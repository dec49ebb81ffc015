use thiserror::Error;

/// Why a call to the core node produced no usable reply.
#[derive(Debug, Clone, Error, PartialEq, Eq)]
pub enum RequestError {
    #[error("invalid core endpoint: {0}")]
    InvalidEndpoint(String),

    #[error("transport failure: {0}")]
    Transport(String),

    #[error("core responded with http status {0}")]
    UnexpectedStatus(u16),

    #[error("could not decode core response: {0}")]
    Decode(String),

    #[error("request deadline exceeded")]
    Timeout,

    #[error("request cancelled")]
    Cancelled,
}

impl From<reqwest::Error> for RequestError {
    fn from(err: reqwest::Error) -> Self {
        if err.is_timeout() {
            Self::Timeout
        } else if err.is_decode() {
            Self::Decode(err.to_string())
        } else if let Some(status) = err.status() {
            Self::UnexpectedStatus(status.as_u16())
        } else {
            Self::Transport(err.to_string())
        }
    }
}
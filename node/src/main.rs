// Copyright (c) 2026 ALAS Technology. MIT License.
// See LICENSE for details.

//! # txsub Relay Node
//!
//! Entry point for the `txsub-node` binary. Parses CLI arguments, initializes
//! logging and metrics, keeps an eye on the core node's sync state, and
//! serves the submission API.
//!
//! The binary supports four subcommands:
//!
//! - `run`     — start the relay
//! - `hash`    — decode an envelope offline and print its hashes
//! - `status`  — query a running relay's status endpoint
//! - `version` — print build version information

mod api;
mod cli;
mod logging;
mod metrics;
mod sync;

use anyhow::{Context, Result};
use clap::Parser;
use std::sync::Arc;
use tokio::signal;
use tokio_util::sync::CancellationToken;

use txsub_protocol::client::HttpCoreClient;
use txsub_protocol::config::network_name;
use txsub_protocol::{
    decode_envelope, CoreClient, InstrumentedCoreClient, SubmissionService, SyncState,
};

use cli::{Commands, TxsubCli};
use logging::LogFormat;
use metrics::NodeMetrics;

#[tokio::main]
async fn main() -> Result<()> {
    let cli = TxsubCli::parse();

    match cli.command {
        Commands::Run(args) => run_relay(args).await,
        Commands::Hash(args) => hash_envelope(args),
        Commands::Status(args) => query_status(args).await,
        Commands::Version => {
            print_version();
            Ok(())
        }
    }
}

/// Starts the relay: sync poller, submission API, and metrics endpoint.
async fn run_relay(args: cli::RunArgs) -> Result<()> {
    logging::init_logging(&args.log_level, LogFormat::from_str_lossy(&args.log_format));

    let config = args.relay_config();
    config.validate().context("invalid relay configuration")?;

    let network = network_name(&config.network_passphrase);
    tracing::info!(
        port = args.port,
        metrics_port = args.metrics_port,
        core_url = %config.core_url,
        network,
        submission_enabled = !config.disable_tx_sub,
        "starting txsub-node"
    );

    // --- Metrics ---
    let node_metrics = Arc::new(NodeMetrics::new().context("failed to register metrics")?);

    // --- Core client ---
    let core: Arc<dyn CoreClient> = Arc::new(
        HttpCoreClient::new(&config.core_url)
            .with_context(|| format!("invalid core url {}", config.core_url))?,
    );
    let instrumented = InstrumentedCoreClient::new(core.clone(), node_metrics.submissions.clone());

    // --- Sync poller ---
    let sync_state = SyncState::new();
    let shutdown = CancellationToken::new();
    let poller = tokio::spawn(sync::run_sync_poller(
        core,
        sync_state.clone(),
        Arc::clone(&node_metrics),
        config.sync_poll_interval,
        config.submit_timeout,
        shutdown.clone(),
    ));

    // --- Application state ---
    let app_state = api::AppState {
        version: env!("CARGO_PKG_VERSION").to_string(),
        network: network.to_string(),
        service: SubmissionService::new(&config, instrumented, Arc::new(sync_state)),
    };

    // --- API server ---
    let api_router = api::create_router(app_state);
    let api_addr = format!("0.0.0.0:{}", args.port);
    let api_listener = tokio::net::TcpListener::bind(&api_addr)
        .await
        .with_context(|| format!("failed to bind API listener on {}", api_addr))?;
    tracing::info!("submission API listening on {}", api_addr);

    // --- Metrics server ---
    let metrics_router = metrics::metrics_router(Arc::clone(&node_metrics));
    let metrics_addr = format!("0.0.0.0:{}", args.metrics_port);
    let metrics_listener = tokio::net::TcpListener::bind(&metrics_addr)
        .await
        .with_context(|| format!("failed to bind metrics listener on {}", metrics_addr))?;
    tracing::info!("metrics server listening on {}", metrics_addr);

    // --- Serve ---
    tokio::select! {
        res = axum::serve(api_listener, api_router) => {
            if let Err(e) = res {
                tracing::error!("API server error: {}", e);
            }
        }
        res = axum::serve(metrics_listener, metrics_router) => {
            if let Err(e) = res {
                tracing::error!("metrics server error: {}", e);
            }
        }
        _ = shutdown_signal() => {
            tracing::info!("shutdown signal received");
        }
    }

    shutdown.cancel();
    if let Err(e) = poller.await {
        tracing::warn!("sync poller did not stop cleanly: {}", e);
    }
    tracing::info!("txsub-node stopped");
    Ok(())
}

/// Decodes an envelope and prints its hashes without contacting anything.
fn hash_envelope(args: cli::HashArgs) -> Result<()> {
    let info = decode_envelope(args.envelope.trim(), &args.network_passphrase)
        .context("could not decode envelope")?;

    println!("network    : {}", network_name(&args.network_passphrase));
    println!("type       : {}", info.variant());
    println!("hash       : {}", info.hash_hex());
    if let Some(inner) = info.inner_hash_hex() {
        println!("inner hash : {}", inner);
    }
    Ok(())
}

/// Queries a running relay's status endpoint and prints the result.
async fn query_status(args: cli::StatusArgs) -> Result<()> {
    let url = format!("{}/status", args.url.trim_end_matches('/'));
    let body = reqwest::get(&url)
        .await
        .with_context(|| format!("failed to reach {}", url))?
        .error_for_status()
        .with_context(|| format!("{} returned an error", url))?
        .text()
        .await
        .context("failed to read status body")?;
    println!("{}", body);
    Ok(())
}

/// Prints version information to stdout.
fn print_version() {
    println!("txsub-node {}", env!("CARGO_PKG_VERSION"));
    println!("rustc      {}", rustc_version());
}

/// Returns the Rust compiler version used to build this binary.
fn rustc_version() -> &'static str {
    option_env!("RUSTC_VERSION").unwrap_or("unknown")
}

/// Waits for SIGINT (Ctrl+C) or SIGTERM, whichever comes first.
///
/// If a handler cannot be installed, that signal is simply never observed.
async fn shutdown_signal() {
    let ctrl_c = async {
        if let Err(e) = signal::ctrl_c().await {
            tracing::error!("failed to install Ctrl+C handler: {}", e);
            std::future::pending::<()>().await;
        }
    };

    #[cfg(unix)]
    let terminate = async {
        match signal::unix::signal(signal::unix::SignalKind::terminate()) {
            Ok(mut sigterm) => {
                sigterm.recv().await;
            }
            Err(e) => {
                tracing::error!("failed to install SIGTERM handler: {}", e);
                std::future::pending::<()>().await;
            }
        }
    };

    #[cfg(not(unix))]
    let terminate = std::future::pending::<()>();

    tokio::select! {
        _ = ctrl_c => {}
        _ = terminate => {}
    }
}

▶ [What the exercise asks]:
Scan the listing for the string "hashes", then copy every line where it appears.

▶ [Expected output]:
//! - `hash`    — decode an envelope offline and print its hashes
/// Decodes an envelope and prints its hashes without contacting anything.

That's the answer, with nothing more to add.